Sie hob den Kopf und erkannte, dass ihre Füße dunkelviolett und geschwollen waren, die umgebende Haut schuppig und gelblich. »Nein, o Gott. O Gott, nein, nein.« In ihrem Schockzustand hatte sie beinahe das Gefühl, dass diese Füße einer anderen gehörten, irgendjemandem, bloß nicht ihr. Man hatte ihr Wattekügelchen zwischen die Zehen gesteckt. An ihrem linken Bein zogen sich rotblaue Linien hinauf. Der Ausbilder rieb ihr mit einem feuchten Waschlappen die Füße ein, und sie spürte das Wasser nicht, obwohl es vom Tuch über ihre Zehen tropfte und wie Glasperlen durch die Luft davonwirbelte.

»Ihr Bewusstsein ist getrübt, vielleicht hat sich die Unterkühlung auf Ihr Gedächtnis ausgewirkt«, sagte er. »First Lieutenant Stillwell und Petty Officer Alexis haben Sie geborgen und hier stabilisiert. Sie sind in Sicherheit.«

»Die kenne ich nicht.« Die Namen waren ihr fremd. Den Quadlander hatte doch First Lieutenant Ruddiker zusammen mit Petty Officer Lee gesteuert. Stillwell und Alexis sagten ihr nichts. Das Eckfenster umrahmte einen Blick auf die ferne, von Dunst und Eis marmorierte Erde. Ihre Gedanken weilten bei ihrem Körper im Raumanzug, der dort unten in der Wildnis starb, dabei konnte sie sehen, dass der Raumanzug im Kabinenschrank hing, hellorange, wie die Tarnkleidung eines Jägers. Verdammt, was ist mit mir los? Obwohl ihre Hand- und Fußgelenke mit Verbänden umwickelt waren, die nach Salben rochen, brannte ihre Haut, als hätte ihr jemand Säure darübergeschüttet.

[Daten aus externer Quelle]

use anyhow::{Context, Result};
use std::fs;
use std::path::Path;

/// Parses a level name, defaulting to `Info`.
pub fn parse_level(log_level: &str) -> log::LevelFilter {
    match log_level.to_lowercase().as_str() {
        "trace" => log::LevelFilter::Trace,
        "debug" => log::LevelFilter::Debug,
        "warn" => log::LevelFilter::Warn,
        "error" => log::LevelFilter::Error,
        "off" => log::LevelFilter::Off,
        _ => log::LevelFilter::Info,
    }
}

/// Logs go to a timestamped file at `log_level`; warnings and errors are
/// also echoed to stderr so they do not interleave with the console on stdout.
pub fn setup_logging(log_dir: &Path, log_level: &str) -> Result<()> {
    if !log_dir.exists() {
        fs::create_dir_all(log_dir).with_context(|| format!("creating log directory {}", log_dir.display()))?;
    }

    // Clean up old log files, keeping only the most recent one
    cleanup_old_logs(log_dir)?;

    let log_file_name = format!("server_console_{}.log", chrono::Local::now().format("%Y-%m-%d_%H-%M-%S"));
    let log_path = log_dir.join(log_file_name);

    fern::Dispatch::new()
        .format(|out, message, record| {
            out.finish(format_args!(
                "{}[{}][{}] {}",
                chrono::Local::now().format("[%Y-%m-%d %H:%M:%S]"),
                record.target(),
                record.level(),
                message
            ))
        })
        .level(parse_level(log_level))
        .chain(
            fern::Dispatch::new()
                .level(log::LevelFilter::Warn)
                .chain(std::io::stderr()),
        )
        .chain(fern::log_file(&log_path).with_context(|| format!("opening log file {}", log_path.display()))?)
        .apply()
        .context("installing logger")?;

    Ok(())
}

fn cleanup_old_logs(log_dir: &Path) -> Result<()> {
    let mut entries: Vec<_> = fs::read_dir(log_dir)?
        .filter_map(|res| res.ok())
        .filter(|e| e.path().extension().is_some_and(|ext| ext == "log"))
        .collect();

    // Sort by modification time, newest first
    entries.sort_by_key(|e| std::cmp::Reverse(e.metadata().and_then(|m| m.modified()).ok()));

    // Keep the most recent one (index 0), delete the rest
    for entry in entries.iter().skip(1) {
        if let Err(e) = fs::remove_file(entry.path()) {
            eprintln!("Failed to delete old log file {:?}: {}", entry.path(), e);
        }
    }

    Ok(())
}
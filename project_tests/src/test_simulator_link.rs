//! # Simulator Link Test
//!
//! Opens the built-in simulator port through a full ground station, streams
//! telemetry for a few seconds with periodic corruption, then prints the
//! console transcript and decoder statistics.

use std::sync::Arc;
use std::time::Duration;

use lib_telemetry::ports::SIM_PORT_ID;
use lib_telemetry::{GroundStation, StationEvent, StationSettings};

/// Streams SIM0 for three seconds.
///
/// // Statement: Exits non-zero when no record was decoded.
#[tokio::main]
async fn main() -> anyhow::Result<()> {
    let settings = StationSettings {
        simulator: true,
        simulator_rate_hz: 20.0,
        simulator_corrupt_every: Some(7),
        ..Default::default()
    };
    let station = Arc::new(GroundStation::with_default_transports(settings)?);
    let mut events = station.subscribe();

    println!("[*] Ports:");
    for port in station.ports() {
        println!("    {:<16} {}", port.id, port.display_name);
    }

    station.open(SIM_PORT_ID).await?;
    println!("[*] Streaming {} for 3 seconds...", SIM_PORT_ID);

    let deadline = tokio::time::sleep(Duration::from_secs(3));
    tokio::pin!(deadline);
    loop {
        tokio::select! {
            _ = &mut deadline => break,
            event = events.recv() => match event {
                Some(StationEvent::TelemetryUpdated(record)) => println!(
                    "    t={:?}ms az={:?} sats={:?} bat={:?}",
                    record.timestamp_ms, record.accel_z, record.satellite_count, record.battery_pct
                ),
                Some(_) => {}
                None => break,
            },
        }
    }

    station.shutdown().await;

    println!("\n[*] Console transcript:");
    println!("-----------------------------------------------");
    for entry in station.console().entries() {
        println!("{}", entry);
    }
    println!("-----------------------------------------------");

    let stats = station.store().stats();
    println!("[INFO] {} records decoded, {} frames rejected", stats.records_decoded, stats.parse_errors);
    if stats.records_decoded == 0 {
        eprintln!("\n[ERROR] No telemetry decoded from {}", SIM_PORT_ID);
        std::process::exit(1);
    }
    Ok(())
}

»Es tut weh«, wimmerte sie. »Es tut so weh.«

»Wir haben die Ärzte verständigt, dass Sie kommen«, erklärte ihr Ausbilder. »Sobald wir am Schiff angedockt haben, kann die Behandlung beginnen.«

»Was … was war das da unten? Was ist mit mir passiert? Ich war aufgehängt. Alle waren …«

»Sie haben Leute gesehen, die gekreuzigt waren. Am Fluss. Ich habe das auch erlebt, schon oft, auf meinen Reisen zur Erforschung des Terminus. Wir nennen sie die Gehängten. Die QTNs kreuzigen diese Menschen. Sie haben auch Sie gekreuzigt.«

»Sie haben gesagt, ich hab sie im Blut. Holen Sie sie da raus, holen Sie sie aus mir raus …«

»Shannon, wir können sie nicht rausholen – das wissen Sie doch. Das haben wir beim Training besprochen. Ich dachte, Sie sind vorbreitet. Ich habe Sie davor gewarnt.«

»Nein, das haben Sie nie.« Es kostete sie Kraft, sich trotz des pochenden Brennens in den Handgelenken zu konzentrieren. Sie war ganz wirr im Kopf, alles ging durcheinander … Sie wusste noch, dass sie auf dem Schiff William McKinley in die Tiefenzeit gereist war, ins Jahr 2199 oder in eins von unendlich vielen möglichen Jahren 2199, über eine Distanz von mehr als zweihundert Jahren hinweg. Bei ihrer Ankunft hing ein bleicher Schein über der Erde wie von einer zweiten Sonne – die gesamte Crew war überrascht. Niemand hatte eine Ahnung, was das für ein fahles Licht war. Niemand hatte sie vor QTNs oder irgendwelchen Gehängten gewarnt. »Sie haben gesagt, Sie bringen mich nach Hause, mehr nicht.«

»Shannon …« Ihr Ausbilder verstummte hilflos. Erneut rieb er ihr mit dem Waschlappen die Füße. »Ich weiß nicht, wie ich Sie überzeugen soll. Die Unterkühlung … Das kann zu Gedächtnisverlust führen. Vielleicht, wenn Sie sich wieder erholt haben …«

»Rendezvous mit der William McKinley. Bereit machen zum Andocken.« Die Ansage kam über Lautsprecher. Die Stimme kannte sie nicht.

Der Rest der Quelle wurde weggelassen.